Observer States participating in the discussion were Canada, Belarus, Denmark, Democratic People's Republic of Korea, Algeria, Ireland, Finland, Austria, Czech Republic, Germany, Republic of the Congo, Turkey, Switzerland, Spain, Holy See, Azerbaijan, Sweden, Australia, Morocco, Zimbabwe, Niger, Poland, Greece, Luxembourg, Libya, Uganda, Latvia, Cote d'Ivoire, and Burundi. 

The thirty-six-person delegation of the Democratic Republic of Congo consisted of representatives from the Permanent Mission of the Democratic Republic of Congo to the United Nations Office at Geneva, the Senate, Regional Ministries from the Bandundu and Katanga provinces, the Ministry for Parliamentary Cooperation, civil society, the Ministry of Foreign Affairs, the Ministry of Justice, the judiciary, the Minister in charge of Defence and Security, the Ministry of the Interior, and the Ministry of Communication and the Media.

The three Council members serving as rapporteurs – troika - for the review of the Democratic Republic of Congo are Slovenia, Gabon, and Japan.

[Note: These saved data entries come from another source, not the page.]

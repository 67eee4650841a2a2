//! Structured, non-fatal problems found during a run.
//!
//! Library code only collects these. The CLI decides how to surface them.

use std::fmt::{self, Display};

use log::Level;
use serde::Serialize;

use crate::errors::MalformedSignature;
use crate::models::{Locus, VariantType};

#[derive(Debug, Clone, PartialEq, Serialize)]
pub enum Diagnostic {
    /// No signatures in any evidence pass.
    EmptyEvidence,

    /// Signatures were scanned from coordinate-sorted alignments.
    DegradedSortOrder { pass: String },

    /// A record was dropped; `line` is set when it came from a file.
    MalformedSignature {
        pass: String,
        line: Option<usize>,
        record: String,
        #[serde(serialize_with = "serialize_reason")]
        reason: MalformedSignature,
    },

    /// Depth at a call locus is missing or too low to genotype.
    InsufficientDepth {
        locus: Locus,
        variant_type: VariantType,
        depth: Option<u32>,
        min_depth: u32,
    },
}

fn serialize_reason<S: serde::Serializer>(
    reason: &MalformedSignature,
    serializer: S,
) -> Result<S::Ok, S::Error> {
    serializer.serialize_str(&reason.to_string())
}

impl Diagnostic {
    pub fn level(&self) -> Level {
        match self {
            Diagnostic::EmptyEvidence => Level::Warn,
            Diagnostic::DegradedSortOrder { .. } => Level::Warn,
            Diagnostic::MalformedSignature { .. } => Level::Warn,
            Diagnostic::InsufficientDepth { .. } => Level::Debug,
        }
    }

    /// Write this diagnostic to the `log` facade at its level.
    pub fn emit(&self) {
        log::log!(self.level(), "{}", self);
    }
}

impl Display for Diagnostic {
    fn fmt(&self, f: &mut fmt::Formatter<'_>) -> fmt::Result {
        match self {
            Diagnostic::EmptyEvidence => {
                write!(f, "No signatures found in any evidence pass, no calls will be made")
            }
            Diagnostic::DegradedSortOrder { pass } => write!(
                f,
                "Signatures of pass '{}' were scanned from coordinate-sorted alignments. Queryname-sorted input gives more accurate signatures",
                pass
            ),
            Diagnostic::MalformedSignature {
                pass,
                line,
                record,
                reason,
            } => match line {
                Some(line) => write!(
                    f,
                    "Dropped malformed signature in pass '{}' at line {} ({}): {}",
                    pass, line, reason, record
                ),
                None => write!(
                    f,
                    "Dropped malformed signature in pass '{}' ({}): {}",
                    pass, reason, record
                ),
            },
            Diagnostic::InsufficientDepth {
                locus,
                variant_type,
                depth,
                min_depth,
            } => match depth {
                Some(depth) => write!(
                    f,
                    "Depth {} at {} {} is below {}, genotype set to unknown",
                    depth, variant_type, locus, min_depth
                ),
                None => write!(
                    f,
                    "No depth available at {} {}, genotype set to unknown",
                    variant_type, locus
                ),
            },
        }
    }
}
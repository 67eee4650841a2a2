use anyhow::{Context, Result};
use clap::ArgMatches;

use svclust_call::cluster_signatures;
use svclust_io::{CallSet, VcfHeader, VcfWrite, write_cluster_beds};
use svclust_stats::write_statistics;

use crate::common::{
    emit_diagnostics, init_thread_pool, load_config, load_reference, load_stores, spinner,
};

pub fn run_cluster(matches: &ArgMatches) -> Result<()> {
    let config = load_config(matches)?;
    init_thread_pool(config.threads)?;

    let reference = load_reference(matches)?;
    let stores = load_stores(matches)?;

    let pb = spinner(&format!("Clustering {} evidence passes", stores.len()));
    let report = cluster_signatures(&stores, &config);
    pb.finish_and_clear();
    let report = report?;

    emit_diagnostics(&report.diagnostics);
    for (pass, strategy) in &report.strategies {
        log::debug!("Pass '{}' scanned {:?}", pass, strategy);
    }
    log::info!("{} clusters", report.clusters.len());

    let out_dir = config.working_dir.join("signatures");
    write_cluster_beds(&out_dir, &report.clusters, &stores)
        .context("Failed to write the cluster BED files")?;

    let set = CallSet::assemble(report.cluster_calls(&config.quality), &reference);
    let vcf_path = out_dir.join("all.vcf");
    set.write_vcf(
        &vcf_path,
        &VcfHeader::new(&config.sample_id, config.aligner.as_str()),
    )
    .with_context(|| format!("Failed to write {}", vcf_path.display()))?;

    if config.write_histograms {
        write_statistics(
            &out_dir.join("histograms"),
            report.clusters.as_slice(),
            config.histogram_bins,
        )
        .context("Failed to write histograms")?;
    }

    log::info!("Output written to {}", out_dir.display());
    Ok(())
}
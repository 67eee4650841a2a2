use std::fmt::{self, Display};

use serde::Serialize;

use crate::models::cluster::ClusterId;
use crate::models::locus::Locus;
use crate::models::signature::{VariantKind, VariantType};

#[derive(Debug, Clone, Copy, PartialEq, Eq, Hash, Serialize)]
pub enum Genotype {
    HomozygousAlt,
    Heterozygous,
    HomozygousRef,
    Unknown,
}

impl Genotype {
    /// VCF `GT` value.
    pub fn as_vcf(&self) -> &'static str {
        match self {
            Genotype::HomozygousAlt => "1/1",
            Genotype::Heterozygous => "0/1",
            Genotype::HomozygousRef => "0/0",
            Genotype::Unknown => "./.",
        }
    }
}

impl Display for Genotype {
    fn fmt(&self, f: &mut fmt::Formatter<'_>) -> fmt::Result {
        write!(f, "{}", self.as_vcf())
    }
}

///
/// A genotyped structural variant.
///
/// `id` stays `None` until the output assembler numbers the final call set.
///
#[derive(Debug, Clone, PartialEq, Serialize)]
pub struct Call {
    pub id: Option<String>,
    pub chr: String,
    pub start: u32,
    pub end: u32,
    pub kind: VariantKind,
    pub genotype: Genotype,
    pub support: usize,
    pub depth: Option<u32>,
    pub quality: u32,
    pub std_span: f64,
    pub std_pos: f64,
    pub clusters: Vec<ClusterId>,
}

impl Call {
    pub fn variant_type(&self) -> VariantType {
        self.kind.variant_type()
    }

    /// Event length; `None` for translocations.
    pub fn length(&self) -> Option<u32> {
        self.kind.size(self.start, self.end)
    }

    pub fn locus(&self) -> Locus {
        Locus::new(&self.chr, self.start, self.end)
    }

    pub fn is_point(&self) -> bool {
        self.kind.is_point()
    }

    pub fn with_id(self, id: String) -> Self {
        Call {
            id: Some(id),
            ..self
        }
    }
}
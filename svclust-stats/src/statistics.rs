//! Descriptive statistics over calls or clusters, grouped by variant type.

use std::collections::BTreeMap;

use svclust_core::models::{Call, Cluster, VariantType};

use crate::models::{Histogram, TypeStatistics};

pub const MAX_SUPPORT_BINS: usize = 100;

/// Anything with a variant type, an event size and a read support.
pub trait HasSize {
    fn variant_type(&self) -> VariantType;
    fn size(&self) -> Option<u32>;
    fn support(&self) -> usize;
}

impl HasSize for Call {
    fn variant_type(&self) -> VariantType {
        Call::variant_type(self)
    }

    fn size(&self) -> Option<u32> {
        self.length()
    }

    fn support(&self) -> usize {
        self.support
    }
}

impl HasSize for Cluster {
    fn variant_type(&self) -> VariantType {
        Cluster::variant_type(self)
    }

    fn size(&self) -> Option<u32> {
        Cluster::size(self)
    }

    fn support(&self) -> usize {
        Cluster::support(self)
    }
}

/// Statistics of a set of structural variant records.
pub trait VariantSetStatistics {
    /// Count, size range, mean / median size and mean support per variant type.
    /// Only types that occur are listed.
    fn type_statistics(&self) -> BTreeMap<VariantType, TypeStatistics>;

    /// Size histogram per variant type with at most `n_bins` bins. Types
    /// without a size (translocations) are skipped.
    fn size_histograms(&self, n_bins: usize) -> BTreeMap<VariantType, Histogram>;

    /// Support histogram per variant type, bin width 1 up to [`MAX_SUPPORT_BINS`] bins.
    fn support_histograms(&self) -> BTreeMap<VariantType, Histogram>;
}

fn group_by_type<T: HasSize>(items: &[T]) -> BTreeMap<VariantType, Vec<&T>> {
    let mut groups: BTreeMap<VariantType, Vec<&T>> = BTreeMap::new();
    for item in items {
        groups.entry(item.variant_type()).or_default().push(item);
    }
    groups
}

impl<T: HasSize> VariantSetStatistics for [T] {
    fn type_statistics(&self) -> BTreeMap<VariantType, TypeStatistics> {
        group_by_type(self)
            .into_iter()
            .map(|(variant_type, items)| {
                let mut sizes: Vec<u32> = items.iter().filter_map(|i| i.size()).collect();
                sizes.sort_unstable();

                let mean_size = (!sizes.is_empty()).then(|| {
                    sizes.iter().map(|s| f64::from(*s)).sum::<f64>() / sizes.len() as f64
                });
                let median_size = (!sizes.is_empty()).then(|| {
                    let mid = sizes.len() / 2;
                    if sizes.len() % 2 == 0 {
                        (f64::from(sizes[mid - 1]) + f64::from(sizes[mid])) / 2.0
                    } else {
                        f64::from(sizes[mid])
                    }
                });
                let mean_support =
                    items.iter().map(|i| i.support() as f64).sum::<f64>() / items.len() as f64;

                let statistics = TypeStatistics {
                    variant_type,
                    count: items.len(),
                    min_size: sizes.first().copied(),
                    max_size: sizes.last().copied(),
                    mean_size,
                    median_size,
                    mean_support,
                };
                (variant_type, statistics)
            })
            .collect()
    }

    fn size_histograms(&self, n_bins: usize) -> BTreeMap<VariantType, Histogram> {
        group_by_type(self)
            .into_iter()
            .filter_map(|(variant_type, items)| {
                let sizes: Vec<u32> = items.iter().filter_map(|i| i.size()).collect();
                (!sizes.is_empty()).then(|| (variant_type, Histogram::with_bins(&sizes, n_bins)))
            })
            .collect()
    }

    fn support_histograms(&self) -> BTreeMap<VariantType, Histogram> {
        group_by_type(self)
            .into_iter()
            .map(|(variant_type, items)| {
                let support: Vec<u32> = items
                    .iter()
                    .map(|i| u32::try_from(i.support()).unwrap_or(u32::MAX))
                    .collect();
                (variant_type, Histogram::of_support(&support, MAX_SUPPORT_BINS))
            })
            .collect()
    }
}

In accordance with its institution-building package, the three documents on which State reviews should be based are information prepared by the State concerned, which could be presented either orally or in writing; information contained in the reports of treaty bodies and Special Procedures, to be compiled in a report by the Office of the High Commissioner for Human Rights (OHCHR); and information provided by other relevant stakeholders to the UPR including non-governmental organizations, national human rights institutions, human rights defenders, academic institutions and research institutes, regional organizations, as well as civil society representatives, also to be summarized by OHCHR in a separate document. The reports on the DRC can be found here.

The UPR Working Group is scheduled to adopt the report of the Democratic Republic of Congo on Monday 7 December.

Adoption of report on the Dominican Republic: The three Council members serving as the troika for the report on the Dominican Republic are Bosnia and Herzegovina, Bangladesh and Argentina. Introducing the report, ALBERTO J. DUMONT (Argentina) said the draft report reflected the discussion which took place on Tuesday 1 December, and the recommendations made, some of which were already accepted by the Dominican Republic, which had shown a cooperative spirit throughout and its commitment to the exercise. Representing the State under review, MAX PUIG, Secretary of State for Employment of Dominican Republic, said that this exercise would help Dominica to further protect human rights in that country, and it would examine all of the recommendations made with the greatest attention.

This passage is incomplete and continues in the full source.